All students experienced both VP platforms as a part of their clinical rotations within rheumatology. Platform order was determined by clinical rotation scheduling and practical logistics rather than random assignment. Each student served as their own control to minimize between-participant variability. We collected quantitative data using a questionnaire previously developed for VP platform evaluation (measuring authenticity, professional approach, coaching quality, learning effects, and overall judgment) within the context of CR [], combined with additional evaluation items developed by our research team to assess the preference of each VP platform for CR training. The complete questionnaire is provided in Figure S1 in .
Study Design and Setting
The study was conducted at Karolinska Institutet (KI), a major academic medical university in Stockholm, Sweden. Data collection occurred during clinical rotations at the Division of Rheumatology, Karolinska University Hospital, between the spring term of 2024 and the spring term of 2025. The clinical rotations within rheumatology are mandatory for all medical students at KI and take place during the sixth semester of medical studies.
Study Participants
Study participants comprised sixth-semester medical students enrolled in clinical courses at KI in Stockholm, Sweden. All medical students at KI participate in clinical rotations within rheumatology at the Karolinska University Hospital as a part of their curriculum. During these clinical rotations, students participate in an educational activity called “the virtual outpatient clinic,” where students encounter VPs.

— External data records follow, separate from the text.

//! 守护进程共享状态（组合根）
//!
//! 启动时构建一次，以 `Arc<DaemonState>` 传给监听循环与所有会话 worker；关闭时在所有 worker join 之后落盘。

use std::sync::atomic::{AtomicU64, Ordering};
use std::sync::Arc;
use std::time::{Duration, Instant};

use serde::Serialize;
use tokio::sync::{Semaphore, SemaphorePermit};

use super::error::{BackendError, DaemonError};
use super::shutdown::ShutdownManager;
use crate::config::AppConfig;
use crate::gateway::{SessionTable, StatusReport, BACKEND_UNKNOWN};
use crate::llm::{build_entries, BackendRegistry, InterpretBackend, ModelRouter, RouterSettings};
use crate::memory::FeedbackStore;
use crate::safety::SafetyFilter;
use crate::tools::CommandRunner;

/// 状态计数器
#[derive(Debug, Default)]
pub struct StatusCounters {
    total_requests: AtomicU64,
    successful_interpretations: AtomicU64,
    failed_interpretations: AtomicU64,
    blocked_commands: AtomicU64,
    rejected_connections: AtomicU64,
}

#[derive(Debug, Clone, Copy, Default, PartialEq, Eq, Serialize)]
pub struct CounterSnapshot {
    pub total_requests: u64,
    pub successful_interpretations: u64,
    pub failed_interpretations: u64,
    pub blocked_commands: u64,
    pub rejected_connections: u64,
}

impl StatusCounters {
    pub fn request(&self) {
        self.total_requests.fetch_add(1, Ordering::Relaxed);
    }

    pub fn interpretation(&self, success: bool) {
        let counter = if success {
            &self.successful_interpretations
        } else {
            &self.failed_interpretations
        };
        counter.fetch_add(1, Ordering::Relaxed);
    }

    pub fn blocked(&self) {
        self.blocked_commands.fetch_add(1, Ordering::Relaxed);
    }

    pub fn rejected(&self) {
        self.rejected_connections.fetch_add(1, Ordering::Relaxed);
    }

    pub fn snapshot(&self) -> CounterSnapshot {
        CounterSnapshot {
            total_requests: self.total_requests.load(Ordering::Relaxed),
            successful_interpretations: self.successful_interpretations.load(Ordering::Relaxed),
            failed_interpretations: self.failed_interpretations.load(Ordering::Relaxed),
            blocked_commands: self.blocked_commands.load(Ordering::Relaxed),
            rejected_connections: self.rejected_connections.load(Ordering::Relaxed),
        }
    }
}

/// 运行期不变的设置
#[derive(Debug, Clone)]
pub struct DaemonSettings {
    pub safety_mode: bool,
    pub confirmation_required: bool,
    pub backend_wait: Duration,
    pub context_ttl: Duration,
    pub history_capacity: usize,
    pub max_request_bytes: usize,
}

/// 守护进程共享状态
pub struct DaemonState {
    pub settings: DaemonSettings,
    pub router: ModelRouter,
    pub feedback: FeedbackStore,
    pub backend: Arc<dyn InterpretBackend>,
    backend_gate: Semaphore,
    pub runner: CommandRunner,
    pub safety: SafetyFilter,
    pub counters: StatusCounters,
    pub sessions: SessionTable,
    pub shutdown: Arc<ShutdownManager>,
    started_at: Instant,
}

impl DaemonState {
    /// 由配置构建；注册表与反馈日志路径未配置时只保存在内存
    pub fn from_config(
        config: &AppConfig,
        backend: Arc<dyn InterpretBackend>,
    ) -> Result<Self, DaemonError> {
        let registry = config.router.registry_path.as_ref().map(BackendRegistry::new);
        let records = registry.as_ref().map(|r| r.load()).unwrap_or_default();
        let entries = build_entries(&config.effective_backends(), &records);

        let mut router = ModelRouter::new(
            entries,
            &config.daemon.default_model,
            RouterSettings {
                auto_switch: config.router.auto_switch,
                cooldown: Duration::from_secs(config.router.switch_cooldown_secs),
            },
        )?;
        if let Some(registry) = registry {
            router = router.with_registry(registry);
        }

        let feedback = match &config.feedback.path {
            Some(path) => FeedbackStore::open(path, config.feedback.capacity),
            None => FeedbackStore::in_memory(config.feedback.capacity),
        };

        if !config.daemon.safety_mode {
            tracing::warn!("safety_mode=false is ignored: the safety filter always runs before execution");
        }

        Ok(Self {
            settings: DaemonSettings {
                safety_mode: config.daemon.safety_mode,
                confirmation_required: config.daemon.confirmation_required,
                backend_wait: Duration::from_secs(config.router.backend_wait_secs),
                context_ttl: Duration::from_secs(config.context.ttl_secs),
                history_capacity: config.context.history_capacity,
                max_request_bytes: config.daemon.max_request_bytes,
            },
            router,
            feedback,
            backend,
            backend_gate: Semaphore::new(1),
            runner: CommandRunner::new(config.daemon.exec_timeout_secs, config.daemon.max_output_bytes),
            safety: SafetyFilter::new(),
            counters: StatusCounters::default(),
            sessions: SessionTable::new(config.daemon.max_sessions),
            shutdown: Arc::new(ShutdownManager::new()),
            started_at: Instant::now(),
        })
    }

    /// 在限定时间内获取共享后端
    pub async fn acquire_backend(&self) -> Result<SemaphorePermit<'_>, BackendError> {
        match tokio::time::timeout(self.settings.backend_wait, self.backend_gate.acquire()).await {
            Ok(Ok(permit)) => Ok(permit),
            Ok(Err(_)) => Err(BackendError::Transport("backend gate closed".to_string())),
            Err(_) => Err(BackendError::Busy(self.settings.backend_wait.as_secs())),
        }
    }

    pub fn status_report(&self) -> StatusReport {
        let current_model = self.router.current_name();
        StatusReport {
            daemon_status: if self.shutdown.is_shutdown() {
                "stopping"
            } else {
                "running"
            },
            current_model_feedback: self.feedback.stats(&current_model),
            current_model,
            backend_status: BACKEND_UNKNOWN,
            available_models: Vec::new(),
            auto_switch: self.router.auto_switch(),
            safety_mode: self.settings.safety_mode,
            confirmation_required: self.settings.confirmation_required,
            active_sessions: self.sessions.active_count(),
            max_sessions: self.sessions.capacity(),
            uptime_secs: self.started_at.elapsed().as_secs(),
            counters: self.counters.snapshot(),
            feedback_entries: self.feedback.len(),
            feedback_capacity: self.feedback.capacity(),
        }
    }

    /// 落盘反馈日志与后端注册表
    pub fn persist(&self) {
        self.feedback.flush();
        self.router.persist();
    }
}

#[cfg(test)]
mod tests {
    use super::*;
    use crate::llm::MockBackend;

    fn in_memory_config() -> AppConfig {
        let mut cfg = AppConfig::default();
        cfg.router.registry_path = None;
        cfg.feedback.path = None;
        cfg
    }

    #[test]
    fn test_from_config_defaults() {
        let state = DaemonState::from_config(&in_memory_config(), Arc::new(MockBackend::new())).unwrap();
        assert_eq!(state.router.current_name(), "codellama:7b-instruct");
        let report = state.status_report();
        assert_eq!(report.daemon_status, "running");
        assert_eq!(report.max_sessions, 64);
        assert_eq!(report.active_sessions, 0);
        assert!(report.confirmation_required);
        assert_eq!(report.counters, CounterSnapshot::default());
    }

    #[test]
    fn test_counters() {
        let counters = StatusCounters::default();
        counters.request();
        counters.request();
        counters.interpretation(true);
        counters.interpretation(false);
        counters.blocked();
        let snap = counters.snapshot();
        assert_eq!(snap.total_requests, 2);
        assert_eq!(snap.successful_interpretations, 1);
        assert_eq!(snap.failed_interpretations, 1);
        assert_eq!(snap.blocked_commands, 1);
    }

    #[tokio::test]
    async fn test_backend_gate_times_out() {
        let mut cfg = in_memory_config();
        cfg.router.backend_wait_secs = 0;
        let state = DaemonState::from_config(&cfg, Arc::new(MockBackend::new())).unwrap();
        let held = state.acquire_backend().await.unwrap();
        assert!(matches!(state.acquire_backend().await, Err(BackendError::Busy(0))));
        drop(held);
        assert!(state.acquire_backend().await.is_ok());
    }

    #[test]
    fn test_registry_persisted() {
        let dir = tempfile::tempdir().unwrap();
        let mut cfg = in_memory_config();
        cfg.router.registry_path = Some(dir.path().join("models.json"));
        let state = DaemonState::from_config(&cfg, Arc::new(MockBackend::new())).unwrap();
        state.router.record_outcome("phi3:mini", true, 1.0);
        state.persist();

        let reloaded = DaemonState::from_config(&cfg, Arc::new(MockBackend::new())).unwrap();
        assert_eq!(reloaded.router.stats("phi3:mini").unwrap().success_count, 1);
    }
}
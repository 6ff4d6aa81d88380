//! 本地 RPC 协议消息
//!
//! 每行一个 JSON 对象：客户端发送 Request，守护进程回复一个 Response，可在同一连接上重复。

use serde::{Deserialize, Serialize};

use crate::core::state::CounterSnapshot;
use crate::llm::{BackendSnapshot, TaskCategory};
use crate::safety::SafetyViolation;
use crate::tools::ExecutionResult;

/// 请求动作
#[derive(Debug, Clone, Copy, Default, PartialEq, Eq, Serialize, Deserialize)]
#[serde(rename_all = "snake_case")]
pub enum Action {
    #[default]
    Interpret,
    Execute,
    Status,
    SetModel,
    GetContext,
    Classify,
    Chat,
    /// 客户端对待确认命令的决定
    Confirm,
    ListModels,
}

/// 客户端请求
#[derive(Debug, Clone, Default, PartialEq, Serialize, Deserialize)]
pub struct Request {
    #[serde(default)]
    pub action: Action,
    #[serde(default, skip_serializing_if = "Option::is_none")]
    pub command: Option<String>,
    #[serde(default, skip_serializing_if = "Option::is_none")]
    pub model: Option<String>,
    #[serde(default, skip_serializing_if = "Option::is_none")]
    pub interpreted_command: Option<String>,
    #[serde(default, skip_serializing_if = "Option::is_none")]
    pub accepted: Option<bool>,
    /// confirm 时回传产生解释的后端（interpret 响应中的 backend）
    #[serde(default, skip_serializing_if = "Option::is_none")]
    pub backend: Option<String>,
}

impl Request {
    pub fn new(action: Action) -> Self {
        Self {
            action,
            ..Default::default()
        }
    }

    pub fn with_command(mut self, command: impl Into<String>) -> Self {
        self.command = Some(command.into());
        self
    }

    /// 非空的 command 字段
    pub fn command_text(&self) -> Option<&str> {
        self.command
            .as_deref()
            .map(str::trim)
            .filter(|c| !c.is_empty())
    }
}

/// 响应状态
#[derive(Debug, Clone, Copy, PartialEq, Eq, Serialize, Deserialize)]
#[serde(rename_all = "snake_case")]
pub enum ResponseStatus {
    Success,
    Error,
    Unsafe,
    Unclear,
    /// 被安全过滤器拦截
    Blocked,
}

/// 解释结果来源
#[derive(Debug, Clone, Copy, PartialEq, Eq, Serialize, Deserialize)]
#[serde(rename_all = "snake_case")]
pub enum InterpretationSource {
    Backend,
    Feedback,
}

pub const BACKEND_UNKNOWN: &str = "unknown";
pub const BACKEND_REACHABLE: &str = "reachable";
pub const BACKEND_UNREACHABLE: &str = "unreachable";

/// status 动作的负载
#[derive(Debug, Clone, Serialize)]
pub struct StatusReport {
    pub daemon_status: &'static str,
    pub current_model: String,
    /// 当前后端的模型服务是否可达
    pub backend_status: &'static str,
    /// 模型服务上已安装的模型
    #[serde(skip_serializing_if = "Vec::is_empty")]
    pub available_models: Vec<String>,
    pub auto_switch: bool,
    pub safety_mode: bool,
    pub confirmation_required: bool,
    pub active_sessions: usize,
    pub max_sessions: usize,
    pub uptime_secs: u64,
    pub counters: CounterSnapshot,
    pub feedback_entries: usize,
    pub feedback_capacity: usize,
    /// 当前后端在反馈日志中的 (接受, 拒绝)
    pub current_model_feedback: (usize, usize),
}

/// 守护进程响应
#[derive(Debug, Clone, Serialize)]
pub struct Response {
    pub status: ResponseStatus,
    #[serde(skip_serializing_if = "Option::is_none")]
    pub message: Option<String>,
    #[serde(skip_serializing_if = "Option::is_none")]
    pub interpreted_command: Option<String>,
    #[serde(skip_serializing_if = "Option::is_none")]
    pub execution_result: Option<String>,
    #[serde(skip_serializing_if = "Option::is_none")]
    pub exit_code: Option<i32>,
    #[serde(skip_serializing_if = "Option::is_none")]
    pub confirmation_required: Option<bool>,
    #[serde(skip_serializing_if = "Option::is_none")]
    pub source: Option<InterpretationSource>,
    #[serde(skip_serializing_if = "Option::is_none")]
    pub backend: Option<String>,
    #[serde(skip_serializing_if = "Option::is_none")]
    pub classification: Option<TaskCategory>,
    #[serde(skip_serializing_if = "Option::is_none")]
    pub chat_response: Option<String>,
    #[serde(skip_serializing_if = "Option::is_none")]
    pub context: Option<serde_json::Value>,
    #[serde(skip_serializing_if = "Option::is_none")]
    pub blocked_reason: Option<SafetyViolation>,
    #[serde(skip_serializing_if = "Option::is_none")]
    pub status_report: Option<StatusReport>,
    #[serde(skip_serializing_if = "Option::is_none")]
    pub models: Option<Vec<BackendSnapshot>>,
}

impl Response {
    pub fn new(status: ResponseStatus) -> Self {
        Self {
            status,
            message: None,
            interpreted_command: None,
            execution_result: None,
            exit_code: None,
            confirmation_required: None,
            source: None,
            backend: None,
            classification: None,
            chat_response: None,
            context: None,
            blocked_reason: None,
            status_report: None,
            models: None,
        }
    }

    pub fn success() -> Self {
        Self::new(ResponseStatus::Success)
    }

    pub fn error(message: impl Into<String>) -> Self {
        Self::new(ResponseStatus::Error).with_message(message)
    }

    pub fn blocked(command: &str, violation: SafetyViolation) -> Self {
        let mut resp = Self::new(ResponseStatus::Blocked)
            .with_message(format!("Command blocked by safety filter: {}", violation.reason));
        resp.interpreted_command = Some(command.to_string());
        resp.blocked_reason = Some(violation);
        resp
    }

    pub fn with_message(mut self, message: impl Into<String>) -> Self {
        self.message = Some(message.into());
        self
    }

    pub fn with_backend(mut self, backend: impl Into<String>) -> Self {
        self.backend = Some(backend.into());
        self
    }

    pub fn with_execution(mut self, result: ExecutionResult) -> Self {
        self.execution_result = Some(result.output);
        self.exit_code = Some(result.exit_code);
        self
    }

    /// 序列化为一行 JSON（带换行）
    pub fn to_line(&self) -> String {
        let mut line = serde_json::to_string(self).unwrap_or_else(|e| {
            format!(r#"{{"status":"error","message":"serialize error: {}"}}"#, e)
        });
        line.push('\n');
        line
    }
}

#[cfg(test)]
mod tests {
    use super::*;

    #[test]
    fn test_request_defaults_to_interpret() {
        let req: Request = serde_json::from_str(r#"{"command":"list files"}"#).unwrap();
        assert_eq!(req.action, Action::Interpret);
        assert_eq!(req.command_text(), Some("list files"));
    }

    #[test]
    fn test_request_actions() {
        let req: Request = serde_json::from_str(r#"{"action":"set_model","model":"phi3:mini"}"#).unwrap();
        assert_eq!(req.action, Action::SetModel);
        assert_eq!(req.model.as_deref(), Some("phi3:mini"));

        let req: Request = serde_json::from_str(
            r#"{"action":"confirm","command":"x","interpreted_command":"ls","accepted":false}"#,
        )
        .unwrap();
        assert_eq!(req.action, Action::Confirm);
        assert_eq!(req.accepted, Some(false));

        assert!(serde_json::from_str::<Request>(r#"{"action":"explode"}"#).is_err());
    }

    #[test]
    fn test_blank_command_is_none() {
        let req = Request::new(Action::Interpret).with_command("   ");
        assert!(req.command_text().is_none());
    }

    #[test]
    fn test_response_omits_empty_fields() {
        let line = Response::success().with_backend("phi3:mini").to_line();
        assert!(line.ends_with('\n'));
        let json: serde_json::Value = serde_json::from_str(line.trim()).unwrap();
        assert_eq!(json["status"], "success");
        assert_eq!(json["backend"], "phi3:mini");
        assert!(json.get("execution_result").is_none());
        assert!(json.get("interpreted_command").is_none());
    }

    #[test]
    fn test_error_response() {
        let json = serde_json::to_value(Response::error("bad")).unwrap();
        assert_eq!(json["status"], "error");
        assert_eq!(json["message"], "bad");
    }
}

We used convenience sampling, recruiting all sixth-semester medical students who completed their clinical rotation within rheumatology during the study period and consented to participate in the study. All students (N=421) were invited to participate by completing a survey after their educational experience with both VP platforms. A total of 178 agreed to participate, yielding a response rate of 42.3%. Students who did not complete the virtual outpatient clinic activity during the study period (eg, due to illness or absence for other reasons) were excluded from the study. Language proficiency was not an additional inclusion or exclusion criterion. However, students with insufficient English proficiency would have been unable to participate; no such cases were encountered. Participation was voluntary, and students provided written informed consent prior to enrolment, with the opportunity to withdraw at any time. Students received no reimbursement for participation.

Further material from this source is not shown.